_What is expected:_ In the listing below, which lines contain the string "results"? Copy them all.

_Dataset entries:_
===
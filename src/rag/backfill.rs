//! Fill in passage text that the index did not return.

use crate::content::{ContentStore, ContentType, Slug};
use crate::vector_index::SearchResult;
use percent_encoding::percent_decode_str;
use tracing::debug;
use url::Url;

/// Base used to resolve relative library URLs.
const URL_BASE: &str = "http://library.invalid/";

/// Text used when an item cannot be found locally.
pub fn missing_content_marker(title: &str) -> String {
    format!("{} (no detailed content available)", title)
}

/// Text for `result`, reconstructed from the local library when needed.
///
/// Real passage text is returned unchanged. Never fails: an unparseable URL
/// or unknown item yields the missing-content marker.
pub fn backfill(result: &SearchResult, store: &dyn ContentStore) -> String {
    if !result.needs_backfill() {
        return result.text_or_sentinel().to_string();
    }

    match locate(&result.url).and_then(|(ty, slug)| store.find(ty, &slug)) {
        Some(item) => format!("{}\n\n{}", item.description(), item.long_text()),
        None => {
            debug!("No local item for '{}' at {}", result.title, result.url);
            missing_content_marker(&result.title)
        }
    }
}

/// Backfill every result in place.
pub fn backfill_all(results: &mut [SearchResult], store: &dyn ContentStore) {
    for result in results.iter_mut() {
        if result.needs_backfill() {
            result.text = Some(backfill(result, store));
        }
    }
}

/// Content type and slug from a `/library/{type}/{slug}` URL.
fn locate(raw: &str) -> Option<(ContentType, Slug)> {
    let base = Url::parse(URL_BASE).ok()?;
    let url = base.join(raw.trim()).ok()?;
    let mut segments = url.path_segments()?.filter(|s| !s.is_empty());

    if segments.next()? != "library" {
        return None;
    }
    let content_type = ContentType::from_path_segment(segments.next()?)?;
    // Slugs keep non-ASCII letters, which the URL parser percent-encodes.
    let segment = percent_decode_str(segments.next()?).decode_utf8().ok()?;
    let slug = Slug::from_segment(&segment);
    if slug.is_empty() {
        return None;
    }
    Some((content_type, slug))
}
===
_Solved problem:_
pub fn backfill_all(results: &mut [SearchResult], store: &dyn ContentStore) {
    for result in results.iter_mut() {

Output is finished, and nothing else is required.